La Sorcière d’Ecbatane/Troisième partie/02
CHAPITRE II
« Les âmes basses et méchantes restent enchaînées au sol par de multiples renaissances. »
Arynès traversait le camp endormi. Il était malheureux au delà de toute expression. Ses doutes, ses appréhensions devenaient des réalités, car il sentait que rien désormais ne le protégerait des influences maudites. Il avait des lamentations inarticulées qui ressemblaient à des plaintes d’enfant, et qui exprimaient mieux que toute parole l’infini de la tristesse humaine.
Il regardait autour de lui, plein de stupeur et d’effroi, s’imaginant entendre la voix des puissances occultes de l’ombre, les voix du monde étrange que ne comprennent pas les vivants.
Quand, au bout de quelques secondes, il reprenait possession de lui-même, il voyait devant lui une blanche figure qui glissait dans un rayon de lune, semblant guider ses pas.
Parfois, elle se retournait vers lui, mais il ne pouvait scruter le mystère de son voile, et elle fuyait, légère, effleurant à peine le sol de son pas gracieux et rapide.
Il entra dans sa tente, surpris de n’y plus trouver Nysista ; car une vague espérance lui était restée, et, malgré l’évidence, il songeait qu’un miracle la lui rendrait, peut-être. Safou, le chat familier, avait également disparu ; tout était sombre et désolé dans l’étroit réduit saccagé par les soldats de Mirjam.
Arynès se jeta sur sa couche, s’endormit d’un sommeil agité que traversaient de sourds gémissements, des sursauts brusques du corps, des contractions nerveuses de la face, attestant que l’ennemi qui hantait ses rêves continuait son œuvre lente et implacable de possession.

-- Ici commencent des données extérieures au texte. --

use crate::{
    message::{
        self,
        message_dto::{PaginatedMessages, SendMessageRequest, UpdateMessageRequest},
        message_models::{Message, MessageResponse, MessageStatus},
    },
    middleware::auth_middleware,
    state::AppState,
    websocket::ws_handler,
};
use axum::{
    middleware,
    routing::{get, patch, post, put},
    Router,
};
use tower_http::cors::{Any, CorsLayer};
use utoipa::OpenApi;
use utoipa_swagger_ui::SwaggerUi;

#[derive(OpenApi)]
#[openapi(
    paths(
        message::message_handlers::send_message,
        message::message_handlers::get_conversation,
        message::message_handlers::update_message,
        message::message_handlers::delete_message,
        message::message_handlers::mark_message_read,
    ),
    components(
        schemas(
            SendMessageRequest,
            UpdateMessageRequest,
            PaginatedMessages,
            Message,
            MessageResponse,
            MessageStatus,
        )
    ),
    tags(
        (name = "messages", description = "Direct messaging endpoints")
    ),
    modifiers(&SecurityAddon)
)]
struct ApiDoc;

struct SecurityAddon;

impl utoipa::Modify for SecurityAddon {
    fn modify(&self, openapi: &mut utoipa::openapi::OpenApi) {
        if let Some(components) = openapi.components.as_mut() {
            components.add_security_scheme(
                "bearer_auth",
                utoipa::openapi::security::SecurityScheme::Http(
                    utoipa::openapi::security::Http::new(
                        utoipa::openapi::security::HttpAuthScheme::Bearer,
                    ),
                ),
            )
        }
    }
}

pub fn create_router(state: AppState) -> Router {
    let cors = CorsLayer::new()
        .allow_origin(Any)
        .allow_methods(Any)
        .allow_headers(Any);

    // Protected routes (auth required)
    let message_routes = Router::new()
        .route("/", post(message::send_message))
        .route("/conversation/:other_user_id", get(message::get_conversation))
        .route(
            "/:id",
            put(message::update_message).delete(message::delete_message),
        )
        .route("/:id/read", patch(message::mark_message_read))
        .route_layer(middleware::from_fn_with_state(
            state.clone(),
            auth_middleware,
        ));

    Router::new()
        .merge(SwaggerUi::new("/swagger-ui").url("/api-docs/openapi.json", ApiDoc::openapi()))
        .nest("/api/messages", message_routes)
        // the live channel authenticates via its own first signal
        .route("/ws", get(ws_handler))
        .layer(cors)
        .with_state(state)
}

Puis, ses lèvres remuèrent, il tendit les bras, comme s’il eût voulu saisir et retenir encore la vision née de la fièvre, qui remplissait ses prunelles d’une ardente extase. Après de vagues balbutiements, il s’endormit de nouveau, le visage illuminé par une joie surhumaine.
Une frénésie d’amour s’emparait soudain de lui, une contagion de désir spontanée et foudroyante qui le jetait dans le délire du rêve.
On entendait maintenant un bruit sourd, semblable à celui que font les vagues en roulant les unes sur les autres. C’était le camp qui se réveillait, et ce bruit donnait l’idée d’une force aveugle, irrésistible, soudain mise en mouvement.
Des sonneries de trompé scandaient ce grondement confus, une poussière impalpable, soulevée par les pieds de la multitude, flottait dans latente, embrumant les premières lueurs du jour.
Arynès, qui s’était dressé sur la couche, jeta un cri.
Parmi les roses effeuillées une femme était assise et le regardait fixement.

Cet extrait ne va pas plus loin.